But this type theoretical definition is not really well-suited for the real world; either you have to include exceptions in the set of values, which could include even things like Segmentation Fault, making ASM well-typed, or you don't allow exceptions as values, which means that not even OCaml and Haskell are well-typed with their DivisionByZero and ArrayOutOfBounds exceptions.
Haskell (at least) is actually fine for throwing Segmentation Faults, DivisionByZero, and ArrayOutOfBounds since they can all masquerade as bottom which inhabits every type. Further, this extra inhabitant isn't (too) bad for semantics (it's "morally correct") since you cannot detect it—any attempt to examine bottom results in bottom, it's contagious.
The problem is that you sometimes can distinguish, say, a segfault from an infinite loop. Any code which does that is pretty dangerous.
That's why "pure" exceptions are considered super taboo in Haskell. If you need exception passing then you should do it in something like IO/Either/Cont to contain that effect.
It's also why the couple partial functions in Haskell are all considered warts and never for practical use:
head :: [a] -> a
tail :: [a] -> [a]
(!!) :: [a] -> Int -> a
should all be replaced by
head :: [a] -> Maybe a
tail :: [a] -> Maybe [a]
(!!) :: [a] -> Int -> Maybe a
which now uses exceptions which are marked inside the type system.
Personally, I kind of wish `(/) :: Fractional a => a -> a -> Maybe a` sometimes. It'd get confusing with IEEE floats though since that type already contains values Inf/-Inf/NaN.
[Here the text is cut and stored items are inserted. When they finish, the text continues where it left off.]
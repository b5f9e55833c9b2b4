//! Sanity badges rendered in the page footer.
//!
//! Not a test harness: a handful of cheap checks over the configuration and
//! the static catalogs, evaluated once at startup.

use std::collections::HashSet;

use crate::cct::CCT_SEGMENTS;
use crate::config::BrandConfig;
use crate::export::{ExportFormat, PdfLayout};
use crate::overlay::LogoAnchor;

/// Smallest demo gallery the page layout is designed for.
pub const MIN_DEMO_IMAGES: usize = 4;

#[derive(Debug, Clone, PartialEq, Eq)]
pub struct SelfCheck {
    pub label: &'static str,
    pub ok: bool,
}

pub fn run_self_checks(config: &BrandConfig) -> Vec<SelfCheck> {
    let export = &config.export;

    let jpg_ok = ExportFormat::Jpg.filename(export).ends_with(".jpg")
        && quality_in_range(ExportFormat::Jpg.jpeg_quality(export));

    let pdf_ok = ExportFormat::Pdf.filename(export).ends_with(".pdf")
        && quality_in_range(ExportFormat::Pdf.jpeg_quality(export))
        && PdfLayout::fit(1600, 1200, export).is_ok_and(|layout| {
            layout.width > 0.0
                && layout.x + layout.width <= export.page_width_mm
                && layout.y + layout.height <= export.page_height_mm
        });

    let keys: HashSet<&str> = LogoAnchor::ALL.iter().map(|a| a.as_str()).collect();
    let anchors_ok = keys.len() == LogoAnchor::ALL.len()
        && LogoAnchor::ALL
            .iter()
            .all(|a| a.as_str().parse::<LogoAnchor>().ok() == Some(*a));

    let checks = vec![
        SelfCheck {
            label: "Есть 4 сегмента CCT",
            ok: CCT_SEGMENTS.len() == 4,
        },
        SelfCheck {
            label: "Есть демо-изображения",
            ok: config.gallery.default_images.len() >= MIN_DEMO_IMAGES,
        },
        SelfCheck {
            label: "Экспорт JPG настроен",
            ok: jpg_ok,
        },
        SelfCheck {
            label: "Экспорт PDF настроен",
            ok: pdf_ok,
        },
        SelfCheck {
            label: "Позиции логотипа обрабатываются",
            ok: anchors_ok,
        },
    ];

    let failed = checks.iter().filter(|c| !c.ok).count();
    if failed > 0 {
        tracing::warn!(failed, "self-checks failed");
    }
    checks
}

fn quality_in_range(q: f64) -> bool {
    q > 0.0 && q <= 1.0
}
//! `tracing` output for the browser console.
//!
//! The fmt subscriber formats each event into a buffer; the buffer is handed
//! to `console.error/warn/info/debug` (by event level) when the writer drops.

use std::io;

use tracing::{Level, Metadata};
use tracing_subscriber::filter::LevelFilter;
use tracing_subscriber::fmt::MakeWriter;
use wasm_bindgen::JsValue;

pub fn init(level: &str) {
    let max_level = level.parse::<LevelFilter>().unwrap_or(LevelFilter::INFO);
    let installed = tracing_subscriber::fmt()
        .with_writer(ConsoleMakeWriter)
        .with_max_level(max_level)
        // no wall clock in wasm32-unknown-unknown
        .without_time()
        .with_ansi(false)
        .with_target(false)
        .try_init();

    if let Err(e) = installed {
        web_sys::console::warn_1(&JsValue::from_str(&format!(
            "[expoten] logging not initialised: {e}"
        )));
    }
}

struct ConsoleMakeWriter;

impl<'a> MakeWriter<'a> for ConsoleMakeWriter {
    type Writer = ConsoleWriter;

    fn make_writer(&'a self) -> Self::Writer {
        ConsoleWriter::new(Level::INFO)
    }

    fn make_writer_for(&'a self, meta: &Metadata<'_>) -> Self::Writer {
        ConsoleWriter::new(*meta.level())
    }
}

struct ConsoleWriter {
    level: Level,
    buf: Vec<u8>,
}

impl ConsoleWriter {
    fn new(level: Level) -> Self {
        Self {
            level,
            buf: Vec::new(),
        }
    }
}

impl io::Write for ConsoleWriter {
    fn write(&mut self, bytes: &[u8]) -> io::Result<usize> {
        self.buf.extend_from_slice(bytes);
        Ok(bytes.len())
    }

    fn flush(&mut self) -> io::Result<()> {
        Ok(())
    }
}

impl Drop for ConsoleWriter {
    fn drop(&mut self) {
        if self.buf.is_empty() {
            return;
        }
        let text = String::from_utf8_lossy(&self.buf);
        let line = JsValue::from_str(text.trim_end());
        if self.level == Level::ERROR {
            web_sys::console::error_1(&line);
        } else if self.level == Level::WARN {
            web_sys::console::warn_1(&line);
        } else if self.level == Level::INFO {
            web_sys::console::info_1(&line);
        } else {
            web_sys::console::debug_1(&line);
        }
    }
}
//! Uploaded files to `data:` URLs.

use expoten::{ExpotenError, Result, data_url};
use leptos::html::Input;
use leptos::prelude::*;
use wasm_bindgen_futures::JsFuture;
use web_sys::{File, FileList};

use super::describe_js;

/// Files currently selected in `input`, in selection order.
///
/// The input is reset afterwards so picking the same file again fires `change`.
pub fn take_files(input: NodeRef<Input>) -> Vec<File> {
    let Some(input) = input.get() else {
        return Vec::new();
    };
    let files = input.files().map(|f| file_list_to_vec(&f)).unwrap_or_default();
    input.set_value("");
    files
}

fn file_list_to_vec(files: &FileList) -> Vec<File> {
    (0..files.length()).filter_map(|i| files.get(i)).collect()
}

pub async fn read_as_data_url(file: File) -> Result<String> {
    let name = file.name();
    let buffer = JsFuture::from(file.array_buffer())
        .await
        .map_err(|e| ExpotenError::FileRead {
            name: name.clone(),
            reason: describe_js(&e),
        })?;
    let bytes = js_sys::Uint8Array::new(&buffer).to_vec();
    let mime = data_url::mime_for(&file.type_(), &name);
    tracing::debug!(file = %name, %mime, bytes = bytes.len(), "file read");
    Ok(data_url::encode(&mime, &bytes))
}

/// Read every file; results keep the input order. Fails if any read fails.
pub async fn read_all(files: Vec<File>) -> Result<Vec<String>> {
    futures::future::try_join_all(files.into_iter().map(read_as_data_url)).await
}
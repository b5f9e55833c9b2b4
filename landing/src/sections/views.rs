use expoten::{ProductPageState, VIEW_TILES};
use leptos::ev;
use leptos::prelude::*;

/// Four "Вид №" tiles; tile `v` always shows photo `v mod N`.
#[component]
pub fn Views(state: RwSignal<ProductPageState>) -> impl IntoView {
    view! {
        <div class="views">
            {(0..VIEW_TILES)
                .map(|tile| {
                    let src = move || {
                        state.with(|s| s.gallery.view_src(tile).unwrap_or_default().to_string())
                    };
                    let open = move |_: ev::MouseEvent| {
                        state.update(|s| {
                            if let Some(index) = s.gallery.view_index(tile) {
                                s.gallery.select(index);
                            }
                        })
                    };
                    view! {
                        <button class="view-tile" on:click=open>
                            <div class="view-tile-image">
                                <img src=src alt=format!("view-{}", tile + 1) crossorigin="anonymous" />
                            </div>
                            <div class="view-tile-label">{format!("Вид №{}", tile + 1)}</div>
                        </button>
                    }
                })
                .collect_view()}
        </div>
    }
}
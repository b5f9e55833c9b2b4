use expoten::{BrandConfig, ProductPageState};
use leptos::ev;
use leptos::html::Input;
use leptos::prelude::*;
use leptos::task::spawn_local;

use crate::browser::files::{read_as_data_url, take_files};

/// Contact lines over an optional uploaded background.
#[component]
pub fn Contacts(state: RwSignal<ProductPageState>, config: &'static BrandConfig) -> impl IntoView {
    let background_input = NodeRef::<Input>::new();
    let brand = &config.brand;

    let on_background = move |_: ev::Event| {
        let Some(file) = take_files(background_input).into_iter().next() else {
            return;
        };
        spawn_local(async move {
            match read_as_data_url(file).await {
                Ok(url) => state.update(|s| s.set_contacts_background(url)),
                Err(e) => tracing::warn!("contacts background upload failed: {e}"),
            }
        });
    };

    view! {
        <div class="panel contacts">
            <div class="contacts-head">
                <div class="panel-title">"Фон секции контактов"</div>
                <input node_ref=background_input type="file" accept="image/*" on:change=on_background />
            </div>
            <div class="contacts-body">
                {move || {
                    state
                        .with(|s| s.contacts_background.clone())
                        .map(|src| view! { <img class="contacts-bg" src=src alt="contacts-bg" /> })
                }}
                <div class="contacts-veil">
                    <div class="contacts-lines">
                        <div>
                            <span class="muted">"Сайт:"</span>
                            " "
                            <a href=brand.site_url.as_str() target="_blank" rel="noreferrer">
                                {brand.site_label.as_str()}
                            </a>
                        </div>
                        <div>
                            <span class="muted">"Тел.:"</span>
                            " "
                            <a href=brand.phone_href.as_str()>{brand.phone_label.as_str()}</a>
                        </div>
                        <div>
                            <span class="muted">"ИНН:"</span>
                            " "
                            {brand.inn_line.as_str()}
                        </div>
                        <div class="contacts-company">{brand.company_line.as_str()}</div>
                    </div>
                </div>
            </div>
        </div>
    }
}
To add on to tel's response, another method of supporting exceptions is to rewrite progress as "if x : t then either x |-> x', x is a value, or x is an error".
To do this, you need to define another decently large set of judgments for error propagation (such as "if x is an error and y : t then (x,y) is an error" and vice versa), but ultimately you can maintain type safety via progress and preservation while still accounting for exceptions as we know them.
On the topic of whether it would make ASM well-typed, I figure that the lack of array bounds checking would be one reason why ASM would have problems, but I haven't thought it through fully. However, I found a neat paper that tries to create a type-safe assembly language pretty similar to x86: http://www.cis.upenn.edu/~stevez/papers/MCGG99.pdf
Yes. A convenient way to do the former is to add another judgement err, so that you can prove theorems about things which go err, and know that there's nothing which isn't safe and also isn't subject to your theorems about going err. (edit: tel provides perhaps a better "irl" example)
But... that's why I added the "In the simplest case".
If you're not familiar with the "progress + preservation" definition, then it's going to be rough going understanding anything else without lots of background in logic or proof theory, especially in the case of programming languages as they relate to software engineering. As a prime example, your comment ("include exceptions in the set of values") really very often means something quite different to someone who has an intuitive grasp on the "progress + preservation" definition, and someone who does not.